The Dam company never stopped its production of trolls in Denmark, where they were always a popular item. In the late 1980s, the Dam trolls started making another comeback in North America. E.F.S. Marketing Associates, Inc. was one of the few corporations granted permission to import and market the Thomas Dam trolls for resale in the United States. These Dam Trolls were marketed under the trade name of Norfin Trolls, with an "Adopt A Norfin Troll" logo on the tags.

During the period of popularity in the early to mid-1990s, several attempts were made to market the troll dolls to young boys. This included action figure lines such as The Original Battle Trolls from Hasbro, the Stone Protectors franchise, and Teenage Mutant Ninja Turtle Trolls. The popular Mighty Max line also had a series named Hairy Heads, also known as Dread Heads.

In 2003, the Dam copyright was restored by the Uruguay Round Agreements Act. The Uneeda Doll Company, a company that made millions of US dollars by manufacturing troll dolls in the U.S., challenged the restoration. The US Court of Appeals for the Second Circuit upheld the lower court's preliminary injunction, enjoining Uneeda from manufacturing, distributing, or selling "Wish-nik" troll dolls. The Toy Industry Association named troll dolls in its Century of Toys List, a list of the 100 most memorable and most creative toys of the 20th century.

In 2005, Dam licensed the trolls to DIC Entertainment as Trollz. With this, the campaign featured products such as fashion dolls and fashion accessories. The Trollz campaign was unsuccessful. 

In 2007, DIC sued the Dam company, claiming that they alleged claims of fraud in the inducement and negligent misrepresentation in connection with Dam's troll doll, and DIC's Trollz, which was created after DIC licensed the brand from Dam. Dam counter-sued DIC, claiming that the company financially misrepresented its ability to create and market a modern troll doll toy campaign and destroyed the image and goodwill of the doll.
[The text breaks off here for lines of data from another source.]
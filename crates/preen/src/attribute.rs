//! Attribute filtering.

use markup5ever_rcdom::Handle;

use crate::allowlist::document_and_form_properties;
use crate::config::Config;
use crate::dom;
use crate::element::{is_basic_custom_element, is_clobbered};
use crate::error::Result;
use crate::hooks::{AttributeHookEvent, HookPoint};
use crate::patterns::{
    aria_attr_regex, data_attr_regex, script_or_data_regex, scrub_template_expressions,
    strip_attr_whitespace, xml_breakout_attr_regex,
};
use crate::trusted_types;
use crate::walker::Pass;

/// Prefix applied to `id`/`name` values under `SANITIZE_NAMED_PROPS`.
pub const NAMED_PROPS_PREFIX: &str = "user-content-";

/// Whether `value` is acceptable for attribute `lc_name` on tag `lc_tag` (both already case
/// transformed).
pub fn is_valid_attribute(cfg: &Config, lc_tag: &str, lc_name: &str, value: &str) -> bool {
    if cfg.sanitize_dom
        && matches!(lc_name, "id" | "name")
        && document_and_form_properties().contains(value)
    {
        return false;
    }

    if cfg.allow_data_attr && !cfg.forbid_attr.contains(lc_name) && data_attr_regex().is_match(lc_name)
    {
        return true;
    }

    if cfg.allow_aria_attr && aria_attr_regex().is_match(lc_name) {
        return true;
    }

    if !cfg.allowed_attr.contains(lc_name) || cfg.forbid_attr.contains(lc_name) {
        let custom = &cfg.custom_elements;
        let custom_element_attr = is_basic_custom_element(lc_tag)
            && custom.tag_name_ok(lc_tag)
            && custom.attribute_name_ok(lc_name);
        let customized_built_in =
            lc_name == "is" && custom.allow_customized_built_in_elements && custom.tag_name_ok(value);
        return custom_element_attr || customized_built_in;
    }

    if cfg.uri_safe_attr.contains(lc_name) {
        return true;
    }

    let value_no_ws = strip_attr_whitespace(value);
    if cfg.allowed_uri_regexp.is_match(&value_no_ws) {
        return true;
    }

    if matches!(lc_name, "src" | "xlink:href" | "href")
        && lc_tag != "script"
        && value.starts_with("data:")
        && cfg.data_uri_tags.contains(lc_tag)
    {
        return true;
    }

    if cfg.allow_unknown_protocols && !script_or_data_regex().is_match(&value_no_ws) {
        return true;
    }

    value.is_empty()
}

pub(crate) fn sanitize_attributes(pass: &mut Pass<'_>, node: &Handle) -> Result<()> {
    let cfg = pass.cfg;
    pass.hooks
        .run_node(HookPoint::BeforeSanitizeAttributes, node, cfg)?;
    if !dom::is_element(node) || is_clobbered(node) {
        return Ok(());
    }

    let lc_tag = cfg.transform_case(&dom::node_name(node));

    // Reverse order keeps indices of not-yet-visited attributes stable while earlier ones are
    // removed and reinserted.
    let mut index = dom::attribute_count(node);
    while index > 0 {
        index -= 1;
        let Some(attr) = dom::attribute_at(node, index) else {
            continue;
        };
        let name = dom::attr_qualified_name(&attr);
        let lc_name = cfg.transform_case(&name);
        let raw: &str = &attr.value;
        let value = if name == "value" { raw } else { raw.trim() };

        let mut event = AttributeHookEvent {
            attr_name: lc_name.clone(),
            attr_value: value.to_string(),
            keep_attr: true,
            force_keep_attr: false,
            allowed_attributes: &cfg.allowed_attr,
        };
        pass.hooks
            .run_attribute(HookPoint::UponSanitizeAttribute, node, &mut event, cfg)?;
        let AttributeHookEvent {
            attr_value: mut value,
            keep_attr,
            force_keep_attr,
            ..
        } = event;

        if cfg.safe_for_xml && xml_breakout_attr_regex().is_match(&value) {
            pass.remove_attribute(node, &name);
            continue;
        }

        if force_keep_attr {
            continue;
        }

        let logged = pass.remove_attribute(node, &name);

        if !keep_attr {
            continue;
        }

        if !cfg.allow_self_close_in_attr && value.contains("/>") {
            continue;
        }

        if cfg.safe_for_templates {
            value = scrub_template_expressions(&value);
        }

        if !is_valid_attribute(cfg, &lc_tag, &lc_name, &value) {
            continue;
        }

        if cfg.sanitize_named_props && matches!(lc_name.as_str(), "id" | "name") {
            value = format!("{NAMED_PROPS_PREFIX}{value}");
        }

        if attr.name.ns.is_empty() {
            if let Some(ty) = trusted_types::attribute_type(&lc_tag, &lc_name) {
                value = cfg.trusted_types.apply(ty, &value);
            }
        }

        // Names the DOM would refuse stay dropped.
        if !dom::is_valid_attribute_name(&name) {
            continue;
        }
        dom::set_attribute(node, attr.name.clone(), &value, Some(index));

        if is_clobbered(node) {
            pass.force_remove(node);
        } else if logged {
            pass.removed.pop();
        }
    }

    pass.hooks
        .run_node(HookPoint::AfterSanitizeAttributes, node, cfg)?;
    Ok(())
}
In 2013, DreamWorks Animation acquired the intellectual property for the Trolls franchise from the Dam Family and Dam Things and became the exclusive worldwide licensor of the merchandise rights, except for Scandinavia, where Dam Things remains the licenser.

In entertainment

Television and film 
In 1991, Créativité & Développement released a cartoon special called The Magic Trolls And The Troll Warriors, that featured Trolls battling against King Nolaf and his Troll Warriors. The special promoted the Troll dolls under the Magic Trolls for girls and the Troll Warriors for boys. 

In 1992, DIC (who would later produce Trollz in 2005) released a half hour special called Super Trolls. The special featured three heroic trolls who fight an evil troll named Craven. The special was released on VHS by Buena Vista Home Video.

In that same year, a direct-to-video sing-along special was released titled The Trollies Radio Show, with puppet trolls singing somewhat dated hits such as "Kokomo", "Woolly Bully", and "Do Wah Diddy", as well as some original songs.

Also in the same year, GoodTimes Entertainment released a direct-to-video sing along series Treehouse Trolls. The two videos were Treehouse Trolls Forest of Fun and Wonder and Treehouse Trolls Birthday Day.

In 2005, DIC as part of a licensing campaign with Dam, they produced Trollz. A cartoon that featured five teenage girl trolls named after the gems on their belly buttons, who call themselves the “Best Friends for Life.”, with their names being Amethyst, Ruby, Sapphire, Topaz, and Onyx. They also use magic to help them throughout their everyday life, as well as living in a city within a magical world. 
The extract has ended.